Showing posts with label Sweets. Show all posts
Showing posts with label Sweets. Show all posts

Tuesday, November 13, 2012

Mawa Paneer Burfi

This Diwali I made this rich, soft, and flavorful burfi. It is also quick and easy to make. The Pineapple provides light and fresh twist, also it is great surprise in the mithai. One can use oranges, grapes, or mango as well.

Ingredients :-

  • 1 cup Mawa/Khoya, grated
  • 1/2 cup Paneer, grated
  • 5 Cashews
  • 5 Almonds
  • 10 Pistachio
  • 3-4 tbsp Sugar, or to taste
  • 1/4 tsp Cardamom
  • 1 tbsp Milk
  • 1 tsp Rose Water
  • Green Food Color
  • Pineapple, canned and cut into small pieces
  • Cherries
  • Silvar Foil (Chandi Varak)


Method :-

1. Mix cashews, almonds, pistachio, and sugar in food prosessor until they are in powder form.

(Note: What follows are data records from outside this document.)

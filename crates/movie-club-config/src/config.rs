use serde::{Deserialize, Serialize};
use std::path::{Path, PathBuf};

/// Env vars overriding the config file. The catalog key is public
/// client-side configuration in the source application, so environment
/// injection (not a secret store) is the expected channel.
pub const ENV_TMDB_API_KEY: &str = "CINECIRCLE_TMDB_API_KEY";
pub const ENV_TMDB_ACCESS_TOKEN: &str = "CINECIRCLE_TMDB_ACCESS_TOKEN";

#[derive(Debug, Serialize, Deserialize, Default)]
pub struct Config {
    #[serde(default)]
    pub tmdb: TmdbConfig,
    #[serde(default)]
    pub store: StoreConfig,
}

#[derive(Debug, Serialize, Deserialize, Default)]
pub struct TmdbConfig {
    #[serde(default)]
    pub api_key: String,
    #[serde(default)]
    pub access_token: String,
    /// Override the API base URL (tests, proxies).
    #[serde(default)]
    pub base_url: Option<String>,
    #[serde(default)]
    pub image_base_url: Option<String>,
    /// Catalog response language; the application default is es-ES.
    #[serde(default)]
    pub language: Option<String>,
}

#[derive(Debug, Serialize, Deserialize, Default)]
pub struct StoreConfig {
    /// Override the document-store directory (defaults to the data dir).
    #[serde(default)]
    pub data_dir: Option<PathBuf>,
}

impl Config {
    pub fn load(path: &Path) -> anyhow::Result<Self> {
        let mut config = if path.exists() {
            let content = std::fs::read_to_string(path)?;
            toml::from_str(&content)?
        } else {
            Config::default()
        };
        config.apply_env_overrides();
        Ok(config)
    }

    pub fn save(&self, path: &Path) -> anyhow::Result<()> {
        if let Some(parent) = path.parent() {
            std::fs::create_dir_all(parent)?;
        }
        let content = toml::to_string_pretty(self)?;
        std::fs::write(path, content)?;
        Ok(())
    }

    fn apply_env_overrides(&mut self) {
        if let Ok(key) = std::env::var(ENV_TMDB_API_KEY) {
            if !key.is_empty() {
                self.tmdb.api_key = key;
            }
        }
        if let Ok(token) = std::env::var(ENV_TMDB_ACCESS_TOKEN) {
            if !token.is_empty() {
                self.tmdb.access_token = token;
            }
        }
    }

    pub fn has_catalog_credentials(&self) -> bool {
        !self.tmdb.api_key.is_empty() || !self.tmdb.access_token.is_empty()
    }
}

2. In bowl mix mawa, paneer, milk, and add dry fruits mixture.

3. Mix well and knead to a smooth dough.

4. Heat ghee in nonstick pan. Heat dough on low heat until sugar is melted. Keep Stirring.

5. When sugar is melted, add green color, rose water, and let it heat on medium low heat for 3-4 minutes. Then let it cool for some time.

6. Now make small balls from the dough while it is still warm and stuff pineapple in it and cover it well. Give shape you want.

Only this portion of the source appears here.